- **Data for this exercise**:
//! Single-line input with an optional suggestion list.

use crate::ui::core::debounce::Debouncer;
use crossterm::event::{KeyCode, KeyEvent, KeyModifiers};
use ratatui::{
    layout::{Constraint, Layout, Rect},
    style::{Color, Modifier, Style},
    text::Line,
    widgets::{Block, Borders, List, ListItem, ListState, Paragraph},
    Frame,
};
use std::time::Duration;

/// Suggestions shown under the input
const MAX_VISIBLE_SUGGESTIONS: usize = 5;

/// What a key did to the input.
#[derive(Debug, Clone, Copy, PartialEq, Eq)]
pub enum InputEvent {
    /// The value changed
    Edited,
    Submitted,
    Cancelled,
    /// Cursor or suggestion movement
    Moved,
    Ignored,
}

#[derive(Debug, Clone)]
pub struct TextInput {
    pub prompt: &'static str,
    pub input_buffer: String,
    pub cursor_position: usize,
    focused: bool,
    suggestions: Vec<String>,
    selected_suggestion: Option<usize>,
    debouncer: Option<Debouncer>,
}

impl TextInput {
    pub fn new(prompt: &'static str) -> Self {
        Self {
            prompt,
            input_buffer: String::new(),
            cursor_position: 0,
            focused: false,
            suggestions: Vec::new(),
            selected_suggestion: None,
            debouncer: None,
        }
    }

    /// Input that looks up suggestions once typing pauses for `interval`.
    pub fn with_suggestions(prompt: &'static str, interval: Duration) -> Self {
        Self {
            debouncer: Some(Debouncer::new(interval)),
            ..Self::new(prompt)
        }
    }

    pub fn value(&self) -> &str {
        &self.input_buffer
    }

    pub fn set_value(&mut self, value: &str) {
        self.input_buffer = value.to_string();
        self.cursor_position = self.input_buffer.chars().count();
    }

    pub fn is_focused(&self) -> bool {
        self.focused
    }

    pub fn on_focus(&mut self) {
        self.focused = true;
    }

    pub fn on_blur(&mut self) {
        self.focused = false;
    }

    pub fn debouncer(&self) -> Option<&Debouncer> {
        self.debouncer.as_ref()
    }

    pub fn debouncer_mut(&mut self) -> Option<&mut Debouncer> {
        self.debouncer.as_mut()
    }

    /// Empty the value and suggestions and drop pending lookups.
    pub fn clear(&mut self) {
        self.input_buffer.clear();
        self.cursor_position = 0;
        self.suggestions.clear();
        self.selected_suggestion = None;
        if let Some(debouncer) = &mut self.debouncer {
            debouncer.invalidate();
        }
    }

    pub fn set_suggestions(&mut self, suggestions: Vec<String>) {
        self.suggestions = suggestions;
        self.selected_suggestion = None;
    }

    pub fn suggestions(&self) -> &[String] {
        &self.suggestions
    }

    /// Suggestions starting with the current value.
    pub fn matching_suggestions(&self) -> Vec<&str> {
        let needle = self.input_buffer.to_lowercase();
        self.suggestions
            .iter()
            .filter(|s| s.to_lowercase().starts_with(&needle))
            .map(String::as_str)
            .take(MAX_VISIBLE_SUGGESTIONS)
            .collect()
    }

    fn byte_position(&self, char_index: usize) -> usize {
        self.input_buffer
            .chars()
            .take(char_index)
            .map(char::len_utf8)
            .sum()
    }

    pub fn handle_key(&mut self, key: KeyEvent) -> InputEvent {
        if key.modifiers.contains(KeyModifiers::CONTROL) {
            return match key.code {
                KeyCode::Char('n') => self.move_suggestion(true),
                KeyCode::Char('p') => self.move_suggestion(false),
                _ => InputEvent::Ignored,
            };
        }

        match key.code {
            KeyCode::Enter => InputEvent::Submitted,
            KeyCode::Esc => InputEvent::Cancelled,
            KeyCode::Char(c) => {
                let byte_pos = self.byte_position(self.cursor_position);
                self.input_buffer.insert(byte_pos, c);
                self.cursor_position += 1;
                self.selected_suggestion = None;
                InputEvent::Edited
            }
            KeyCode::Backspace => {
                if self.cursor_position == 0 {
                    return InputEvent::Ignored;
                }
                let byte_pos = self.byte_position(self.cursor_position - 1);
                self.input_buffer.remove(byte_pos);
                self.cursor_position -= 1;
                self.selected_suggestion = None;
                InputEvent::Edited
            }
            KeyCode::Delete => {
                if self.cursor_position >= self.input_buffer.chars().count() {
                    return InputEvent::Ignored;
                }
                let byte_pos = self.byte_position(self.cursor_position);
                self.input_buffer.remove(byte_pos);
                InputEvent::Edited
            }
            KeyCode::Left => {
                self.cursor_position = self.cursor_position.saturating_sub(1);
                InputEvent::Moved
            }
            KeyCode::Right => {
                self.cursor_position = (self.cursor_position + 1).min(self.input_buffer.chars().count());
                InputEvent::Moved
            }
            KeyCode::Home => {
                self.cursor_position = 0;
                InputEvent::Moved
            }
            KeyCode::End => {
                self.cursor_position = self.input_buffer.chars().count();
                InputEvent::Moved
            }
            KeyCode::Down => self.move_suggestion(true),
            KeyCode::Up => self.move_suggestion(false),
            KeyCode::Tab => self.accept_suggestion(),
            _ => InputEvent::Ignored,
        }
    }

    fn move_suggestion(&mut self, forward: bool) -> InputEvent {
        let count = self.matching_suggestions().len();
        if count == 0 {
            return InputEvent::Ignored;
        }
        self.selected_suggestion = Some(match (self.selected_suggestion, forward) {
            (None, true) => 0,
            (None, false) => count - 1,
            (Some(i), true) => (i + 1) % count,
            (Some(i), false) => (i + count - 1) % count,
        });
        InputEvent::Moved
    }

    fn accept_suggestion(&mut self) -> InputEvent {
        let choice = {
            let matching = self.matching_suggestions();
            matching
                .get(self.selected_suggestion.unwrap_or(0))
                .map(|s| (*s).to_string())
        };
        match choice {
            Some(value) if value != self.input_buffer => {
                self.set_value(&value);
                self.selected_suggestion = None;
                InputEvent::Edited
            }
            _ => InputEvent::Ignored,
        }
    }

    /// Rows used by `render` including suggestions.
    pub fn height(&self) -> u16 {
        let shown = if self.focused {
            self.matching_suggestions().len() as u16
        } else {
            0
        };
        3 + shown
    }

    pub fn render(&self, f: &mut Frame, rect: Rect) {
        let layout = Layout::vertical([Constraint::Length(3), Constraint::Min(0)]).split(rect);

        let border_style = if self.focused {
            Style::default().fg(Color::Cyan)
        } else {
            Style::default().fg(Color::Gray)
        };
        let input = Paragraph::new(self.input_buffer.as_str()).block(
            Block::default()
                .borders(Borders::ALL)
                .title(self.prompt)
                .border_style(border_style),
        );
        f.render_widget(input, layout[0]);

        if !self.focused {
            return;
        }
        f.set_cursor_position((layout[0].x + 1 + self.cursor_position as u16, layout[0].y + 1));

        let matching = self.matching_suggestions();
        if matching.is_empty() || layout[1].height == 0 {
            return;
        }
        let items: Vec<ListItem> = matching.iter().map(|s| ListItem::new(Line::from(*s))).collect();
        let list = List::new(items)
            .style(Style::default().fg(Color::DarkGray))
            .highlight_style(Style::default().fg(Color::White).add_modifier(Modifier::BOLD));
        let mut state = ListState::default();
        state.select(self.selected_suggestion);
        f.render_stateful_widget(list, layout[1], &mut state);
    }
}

...

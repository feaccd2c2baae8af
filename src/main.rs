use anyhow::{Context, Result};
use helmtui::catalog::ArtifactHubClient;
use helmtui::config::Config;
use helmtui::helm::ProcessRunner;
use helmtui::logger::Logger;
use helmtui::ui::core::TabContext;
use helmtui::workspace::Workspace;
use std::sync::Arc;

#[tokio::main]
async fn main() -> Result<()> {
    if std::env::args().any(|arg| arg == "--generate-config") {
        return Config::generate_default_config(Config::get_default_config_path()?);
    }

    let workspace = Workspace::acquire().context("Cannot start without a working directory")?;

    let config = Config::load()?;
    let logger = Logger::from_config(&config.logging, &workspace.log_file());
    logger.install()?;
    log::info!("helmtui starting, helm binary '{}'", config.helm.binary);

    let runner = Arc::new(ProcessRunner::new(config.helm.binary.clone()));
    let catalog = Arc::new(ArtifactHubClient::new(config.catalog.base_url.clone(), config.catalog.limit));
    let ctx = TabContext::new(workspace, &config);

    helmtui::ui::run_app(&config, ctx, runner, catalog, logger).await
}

...

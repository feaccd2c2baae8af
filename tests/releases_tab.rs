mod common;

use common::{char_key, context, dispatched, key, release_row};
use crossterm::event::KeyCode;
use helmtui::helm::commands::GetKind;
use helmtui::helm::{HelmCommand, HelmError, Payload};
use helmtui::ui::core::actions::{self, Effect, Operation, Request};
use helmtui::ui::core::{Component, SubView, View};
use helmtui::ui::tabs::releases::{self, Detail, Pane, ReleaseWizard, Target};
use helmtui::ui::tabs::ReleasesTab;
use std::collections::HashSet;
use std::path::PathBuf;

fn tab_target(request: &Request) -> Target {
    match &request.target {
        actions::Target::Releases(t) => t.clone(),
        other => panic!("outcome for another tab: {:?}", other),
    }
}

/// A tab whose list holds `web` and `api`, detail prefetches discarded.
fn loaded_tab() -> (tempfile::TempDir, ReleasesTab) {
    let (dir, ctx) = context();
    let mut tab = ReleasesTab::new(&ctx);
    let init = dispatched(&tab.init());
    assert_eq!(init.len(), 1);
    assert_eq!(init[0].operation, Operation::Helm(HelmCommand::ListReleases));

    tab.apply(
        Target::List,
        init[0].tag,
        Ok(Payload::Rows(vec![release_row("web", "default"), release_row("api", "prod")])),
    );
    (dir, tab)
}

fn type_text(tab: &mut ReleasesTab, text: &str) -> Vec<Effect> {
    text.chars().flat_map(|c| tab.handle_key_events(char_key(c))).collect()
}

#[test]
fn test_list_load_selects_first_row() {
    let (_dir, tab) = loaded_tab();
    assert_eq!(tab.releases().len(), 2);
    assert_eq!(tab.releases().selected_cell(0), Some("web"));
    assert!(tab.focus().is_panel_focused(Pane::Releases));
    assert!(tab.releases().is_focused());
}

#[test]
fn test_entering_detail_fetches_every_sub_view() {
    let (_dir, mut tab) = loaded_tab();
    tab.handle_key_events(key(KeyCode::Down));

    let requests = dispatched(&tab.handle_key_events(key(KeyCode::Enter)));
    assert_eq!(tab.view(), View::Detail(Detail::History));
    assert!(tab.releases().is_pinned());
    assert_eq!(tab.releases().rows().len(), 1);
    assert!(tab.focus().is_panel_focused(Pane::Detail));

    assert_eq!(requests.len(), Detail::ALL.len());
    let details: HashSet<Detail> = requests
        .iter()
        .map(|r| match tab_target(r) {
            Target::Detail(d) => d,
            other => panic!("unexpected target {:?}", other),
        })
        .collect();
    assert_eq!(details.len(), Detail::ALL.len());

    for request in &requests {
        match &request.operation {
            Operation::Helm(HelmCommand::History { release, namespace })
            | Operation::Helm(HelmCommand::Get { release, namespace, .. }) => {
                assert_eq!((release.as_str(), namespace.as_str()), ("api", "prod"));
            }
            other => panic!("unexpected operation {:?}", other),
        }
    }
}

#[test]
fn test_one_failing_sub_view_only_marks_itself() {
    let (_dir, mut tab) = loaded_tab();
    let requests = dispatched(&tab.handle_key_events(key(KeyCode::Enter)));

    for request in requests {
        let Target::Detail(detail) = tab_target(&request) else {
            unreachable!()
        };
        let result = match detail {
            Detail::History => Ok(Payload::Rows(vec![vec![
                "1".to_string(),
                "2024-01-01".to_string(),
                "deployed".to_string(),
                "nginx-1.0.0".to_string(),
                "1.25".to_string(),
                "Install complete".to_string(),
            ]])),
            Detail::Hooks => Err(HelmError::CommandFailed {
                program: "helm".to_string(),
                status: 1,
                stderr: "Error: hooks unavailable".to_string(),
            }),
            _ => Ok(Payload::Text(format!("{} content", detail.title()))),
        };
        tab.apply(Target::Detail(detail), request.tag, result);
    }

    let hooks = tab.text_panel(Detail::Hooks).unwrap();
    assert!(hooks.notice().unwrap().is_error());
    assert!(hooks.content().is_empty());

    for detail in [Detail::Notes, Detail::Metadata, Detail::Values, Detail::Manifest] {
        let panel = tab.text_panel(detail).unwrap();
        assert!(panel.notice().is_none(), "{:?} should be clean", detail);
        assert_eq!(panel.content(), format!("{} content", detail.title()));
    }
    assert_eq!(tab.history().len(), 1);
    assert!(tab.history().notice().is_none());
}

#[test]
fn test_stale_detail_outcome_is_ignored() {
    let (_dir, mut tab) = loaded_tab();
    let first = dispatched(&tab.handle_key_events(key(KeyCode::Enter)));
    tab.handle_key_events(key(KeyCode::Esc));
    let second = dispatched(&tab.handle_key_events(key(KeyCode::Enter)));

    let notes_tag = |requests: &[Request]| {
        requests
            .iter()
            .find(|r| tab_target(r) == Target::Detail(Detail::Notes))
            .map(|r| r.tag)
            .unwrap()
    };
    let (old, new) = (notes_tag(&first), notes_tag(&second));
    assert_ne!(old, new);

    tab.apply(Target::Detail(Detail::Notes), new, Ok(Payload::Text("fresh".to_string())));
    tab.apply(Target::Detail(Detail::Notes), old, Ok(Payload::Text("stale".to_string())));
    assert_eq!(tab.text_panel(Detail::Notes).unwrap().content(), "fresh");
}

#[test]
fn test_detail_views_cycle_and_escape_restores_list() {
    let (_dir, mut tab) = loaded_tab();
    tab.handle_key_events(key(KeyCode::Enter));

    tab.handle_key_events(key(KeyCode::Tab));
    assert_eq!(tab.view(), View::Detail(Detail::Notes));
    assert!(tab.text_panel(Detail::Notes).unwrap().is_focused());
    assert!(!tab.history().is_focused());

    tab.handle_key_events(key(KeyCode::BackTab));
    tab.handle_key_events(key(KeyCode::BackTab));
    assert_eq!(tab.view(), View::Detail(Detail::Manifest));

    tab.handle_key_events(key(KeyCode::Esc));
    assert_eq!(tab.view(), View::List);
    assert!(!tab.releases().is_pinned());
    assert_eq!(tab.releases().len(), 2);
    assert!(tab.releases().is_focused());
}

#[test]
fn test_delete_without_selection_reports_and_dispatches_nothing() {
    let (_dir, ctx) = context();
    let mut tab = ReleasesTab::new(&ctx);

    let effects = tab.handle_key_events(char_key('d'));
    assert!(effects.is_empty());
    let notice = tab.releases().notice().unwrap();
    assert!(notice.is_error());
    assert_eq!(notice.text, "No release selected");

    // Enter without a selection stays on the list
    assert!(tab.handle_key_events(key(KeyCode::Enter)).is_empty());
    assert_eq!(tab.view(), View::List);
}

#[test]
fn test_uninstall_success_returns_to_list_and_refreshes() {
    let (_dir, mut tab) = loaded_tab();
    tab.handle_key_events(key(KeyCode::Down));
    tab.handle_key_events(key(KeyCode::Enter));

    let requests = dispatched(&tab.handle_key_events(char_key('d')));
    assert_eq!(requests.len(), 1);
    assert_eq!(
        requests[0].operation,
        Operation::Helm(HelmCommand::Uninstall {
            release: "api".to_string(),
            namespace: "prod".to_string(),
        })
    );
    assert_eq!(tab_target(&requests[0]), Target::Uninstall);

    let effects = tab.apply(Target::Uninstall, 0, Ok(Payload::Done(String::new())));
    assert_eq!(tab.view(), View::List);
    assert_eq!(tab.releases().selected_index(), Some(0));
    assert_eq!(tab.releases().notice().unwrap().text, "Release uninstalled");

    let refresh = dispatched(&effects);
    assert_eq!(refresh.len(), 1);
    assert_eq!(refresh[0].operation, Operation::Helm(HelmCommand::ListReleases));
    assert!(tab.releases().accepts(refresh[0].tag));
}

- **What the task requires**:
Only the lines containing the word "height" should be returned from the data above.

- **Exercise result**:
    pub fn height(&self) -> u16 {
        if matching.is_empty() || layout[1].height == 0 {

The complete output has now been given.